Ops! Esta imagem não segue nossas diretrizes de conteúdo. Para continuar a publicação, tente removê-la ou carregar outra.



Kristy Point of View

Minha cabeça latejava como se alguém tivesse quebrado um relógio dentro dela.

Eu ainda estava no chão do sótão, sentindo o coração disparado, quando a realidade foi voltando aos poucos: o cheiro de mofo, a poeira, a lanterna tremendo na mão do Steve, o rosto da Max tão perto do meu que parecia que o mundo inteiro tinha encolhido até caber só ali.

— Kris... — a voz dela saiu fraca, mas viva. — Você tá aqui. Você voltou.

Eu pisquei algumas vezes antes de conseguir focar direito. Minha garganta ardia.

— Eu disse que não ia te deixar — murmurei, tentando levantar a mão para tocar o rosto dela.

Ela segurou minha mão antes mesmo de eu conseguir chegar até ela, entrelaçando nossos dedos com força demais, como se tivesse medo de eu desaparecer de novo.

— Você me assustou pra caralho — ela disse, a voz falhando. — Eu achei que tinha te perdido.

— Ei — sussurrei, forçando um meio sorriso. — Não tão fácil assim.

Foi então que o resto do mundo pareceu lembrar de existir.

— Santo Deus... — Dustin falou, com os olhos arregalados. — Ela literalmente foi sugada pra outra dimensão e voltou.

— Isso não foi "outra dimensão", né? — Robin perguntou, inquieta. — Foi o mundo do Vecna.

Steve se agachou ao meu lado, sério como eu nunca tinha visto.

— O que você viu lá?

O silêncio caiu pesado.

Eu fechei os olhos por um segundo, e imediatamente senti de novo: o ar vermelho, as paredes pulsando, a presença dele. Meu corpo respondeu sozinho, um arrepio subindo pela espinha.

— Eu... não vi só — falei devagar. — Eu senti.

Abri os olhos e encarei a Nancy.

— Essa casa tá cheia de ecos. Não só do que aconteceu com a família Creel, mas do que ele se tornou depois. O Vecna não só usa esse lugar... ele tá ligado a ele.

— Ligado como? — Lucas perguntou.

— Como uma âncora — respondi. — Como se a casa fosse o primeiro corpo dele.
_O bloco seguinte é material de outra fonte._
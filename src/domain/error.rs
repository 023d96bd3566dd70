use thiserror::Error;

#[derive(Debug, Error)]
pub enum DomainError {
    #[error("Embedding error: {0}")]
    EmbeddingError(String),

    #[error("Storage error: {0}")]
    StorageError(String),

    #[error("Channel delivery error: {0}")]
    ChannelDelivery(String),

    #[error("Invalid input: {0}")]
    InvalidInput(String),

    #[error("I/O error: {0}")]
    IoError(#[from] std::io::Error),

    #[error("Internal error: {0}")]
    Internal(String),
}

impl DomainError {
    pub fn storage(msg: impl Into<String>) -> Self {
        Self::StorageError(msg.into())
    }

    pub fn embedding(msg: impl Into<String>) -> Self {
        Self::EmbeddingError(msg.into())
    }

    pub fn delivery(msg: impl Into<String>) -> Self {
        Self::ChannelDelivery(msg.into())
    }

    pub fn invalid_input(msg: impl Into<String>) -> Self {
        Self::InvalidInput(msg.into())
    }

    pub fn internal(msg: impl Into<String>) -> Self {
        Self::Internal(msg.into())
    }

    pub fn is_embedding_error(&self) -> bool {
        matches!(self, Self::EmbeddingError(_))
    }

    pub fn is_storage_error(&self) -> bool {
        matches!(self, Self::StorageError(_))
    }
}

impl From<serde_json::Error> for DomainError {
    fn from(err: serde_json::Error) -> Self {
        Self::Internal(format!("JSON serialization failed: {}", err))
    }
}
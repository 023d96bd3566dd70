mod duckdb_vector_store;
mod gemini_embedding;
pub mod http;
mod in_memory_vector_store;
mod mock_embedding;
mod ws_channel;

pub use duckdb_vector_store::*;
pub use gemini_embedding::*;
pub use in_memory_vector_store::*;
pub use mock_embedding::*;
pub use ws_channel::*;
use std::sync::atomic::{AtomicBool, Ordering};
use std::sync::Arc;

use async_trait::async_trait;
use coursecast::{
    Channel, ChannelId, ConnectionRegistry, CourseNotifier, DomainError, EventEnvelope,
};
use serde_json::{json, Value};
use tokio::sync::Mutex;
use uuid::Uuid;

struct RecordingChannel {
    id: ChannelId,
    received: Mutex<Vec<String>>,
    broken: AtomicBool,
}

impl RecordingChannel {
    fn new() -> Arc<Self> {
        Arc::new(Self {
            id: Uuid::new_v4(),
            received: Mutex::new(Vec::new()),
            broken: AtomicBool::new(false),
        })
    }

    fn break_pipe(&self) {
        self.broken.store(true, Ordering::SeqCst);
    }

    async fn messages(&self) -> Vec<Value> {
        self.received
            .lock()
            .await
            .iter()
            .map(|text| serde_json::from_str(text).expect("valid json"))
            .collect()
    }

    async fn raw(&self) -> Vec<String> {
        self.received.lock().await.clone()
    }
}

#[async_trait]
impl Channel for RecordingChannel {
    fn id(&self) -> ChannelId {
        self.id
    }

    async fn send(&self, payload: &str) -> Result<(), DomainError> {
        if self.broken.load(Ordering::SeqCst) {
            return Err(DomainError::delivery("broken pipe"));
        }
        self.received.lock().await.push(payload.to_string());
        Ok(())
    }

    async fn close(&self, _code: u16, _reason: &str) -> Result<(), DomainError> {
        Ok(())
    }
}

fn notifier() -> CourseNotifier {
    CourseNotifier::new(Arc::new(ConnectionRegistry::new()))
}

#[tokio::test]
async fn two_channels_for_one_subscriber_scenario() {
    let registry = ConnectionRegistry::new();
    let c1 = RecordingChannel::new();
    let c2 = RecordingChannel::new();

    registry.connect(c1.clone(), "u1", 42).await;
    registry.connect(c2.clone(), "u1", 42).await;

    let message = json!({"type": "progress", "data": {"pct": 50}});
    let report = registry.send(&message, "u1", 42).await;
    assert_eq!(report.delivered_count(), 2);

    let c1_raw = c1.raw().await;
    assert_eq!(c1_raw, c2.raw().await);
    assert_eq!(c1_raw.len(), 1);

    assert!(registry.disconnect(c1.id(), "u1", 42).await);
    assert_eq!(registry.channels_for("u1", 42).await, vec![c2.id()]);

    assert!(registry.disconnect(c2.id(), "u1", 42).await);
    assert!(registry.channels_for("u1", 42).await.is_empty());
    assert!(!registry.topology().await.contains_key("u1"));
    assert!(registry.is_empty().await);
}

#[tokio::test]
async fn disconnecting_last_channel_keeps_other_courses() {
    let registry = ConnectionRegistry::new();
    let c1 = RecordingChannel::new();
    let c2 = RecordingChannel::new();

    registry.connect(c1.clone(), "u1", 42).await;
    registry.connect(c2.clone(), "u1", 43).await;
    registry.disconnect(c1.id(), "u1", 42).await;

    let topology = registry.topology().await;
    let courses = topology.get("u1").expect("u1 still subscribed");
    assert!(!courses.contains_key(&42));
    assert_eq!(courses.get(&43), Some(&1));
}

#[tokio::test]
async fn send_prunes_only_the_failing_channel() {
    let registry = ConnectionRegistry::new();
    let healthy = RecordingChannel::new();
    let broken = RecordingChannel::new();
    broken.break_pipe();

    registry.connect(healthy.clone(), "u1", 42).await;
    registry.connect(broken.clone(), "u1", 42).await;

    let report = registry.send(&json!({"type": "ping"}), "u1", 42).await;

    assert_eq!(report.delivered, vec![healthy.id()]);
    assert_eq!(report.pruned, vec![broken.id()]);
    assert_eq!(registry.channels_for("u1", 42).await, vec![healthy.id()]);
    assert_eq!(healthy.messages().await.len(), 1);
}

#[tokio::test]
async fn notifier_emits_typed_envelopes() {
    let notifier = notifier();
    let channel = RecordingChannel::new();
    notifier.registry().connect(channel.clone(), "u1", 42).await;

    notifier.progress("u1", 42, json!({"pct": 10})).await;
    notifier.chapter_created("u1", 42, json!({"id": 3, "title": "Graphs"})).await;
    notifier.chapter_updated("u1", 42, json!({"id": 3, "title": "Graphs II"})).await;
    notifier.questions_ready("u1", 42, 3, json!({"questions_count": 4})).await;
    notifier.course_completed("u1", 42, json!({"status": "finished"})).await;
    notifier.course_error("u1", 42, json!({"message": "model overloaded"})).await;

    let raw = channel.raw().await;
    assert_eq!(
        raw[0],
        r#"{"type":"course_creation_progress","course_id":42,"data":{"pct":10}}"#
    );
    assert_eq!(
        raw[3],
        r#"{"type":"questions_ready","course_id":42,"chapter_id":3,"data":{"questions_count":4}}"#
    );

    let types: Vec<String> = channel
        .messages()
        .await
        .iter()
        .map(|m| m["type"].as_str().unwrap_or_default().to_string())
        .collect();
    assert_eq!(
        types,
        vec![
            "course_creation_progress",
            "chapter_created",
            "chapter_updated",
            "questions_ready",
            "course_completed",
            "course_error",
        ]
    );
}

#[tokio::test]
async fn notifier_to_unknown_subscriber_is_a_noop() {
    let notifier = notifier();

    let report = notifier.progress("nobody", 1, json!({"pct": 1})).await;

    assert_eq!(report.delivered_count(), 0);
    assert_eq!(report.pruned_count(), 0);
    assert!(notifier.registry().is_empty().await);
}

#[tokio::test]
async fn broadcast_reaches_only_the_target_course() {
    let notifier = notifier();
    let a = RecordingChannel::new();
    let b = RecordingChannel::new();
    let other = RecordingChannel::new();

    notifier.registry().connect(a.clone(), "alice", 7).await;
    notifier.registry().connect(b.clone(), "bob", 7).await;
    notifier.registry().connect(other.clone(), "carol", 8).await;

    let report = notifier
        .broadcast(7, "announcement", json!({"text": "new chapter"}))
        .await;

    assert_eq!(report.delivered_count(), 2);
    assert!(other.raw().await.is_empty());

    let received = a.messages().await;
    assert_eq!(received.len(), 1);
    assert_eq!(received[0]["type"], "announcement");
    assert_eq!(received[0]["course_id"], 7);
    assert_eq!(received[0]["data"]["text"], "new chapter");
    assert_eq!(b.messages().await, received);
}

#[tokio::test]
async fn publish_carries_custom_event_names() {
    let notifier = notifier();
    let channel = RecordingChannel::new();
    notifier.registry().connect(channel.clone(), "u9", 5).await;

    let envelope = EventEnvelope::new("chapter_regenerating", 5, json!({})).with_chapter(2);
    let report = notifier.publish("u9", &envelope).await;

    assert_eq!(report.delivered_count(), 1);
    assert_eq!(
        channel.raw().await,
        vec![r#"{"type":"chapter_regenerating","course_id":5,"chapter_id":2,"data":{}}"#]
    );
}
O primeiro altar.

Max apertou minha mão com mais força.

— Ele falou comigo também — completei, a voz ficando mais firme. — Ele sabe quem eu sou. Sabe o que eu faço.

— E isso é ruim pra caralho — Steve resumiu.

— Ele me chamou de ponte — falei, engolindo em seco. — Disse que eu absorvo, que eu poderia... abrir caminhos.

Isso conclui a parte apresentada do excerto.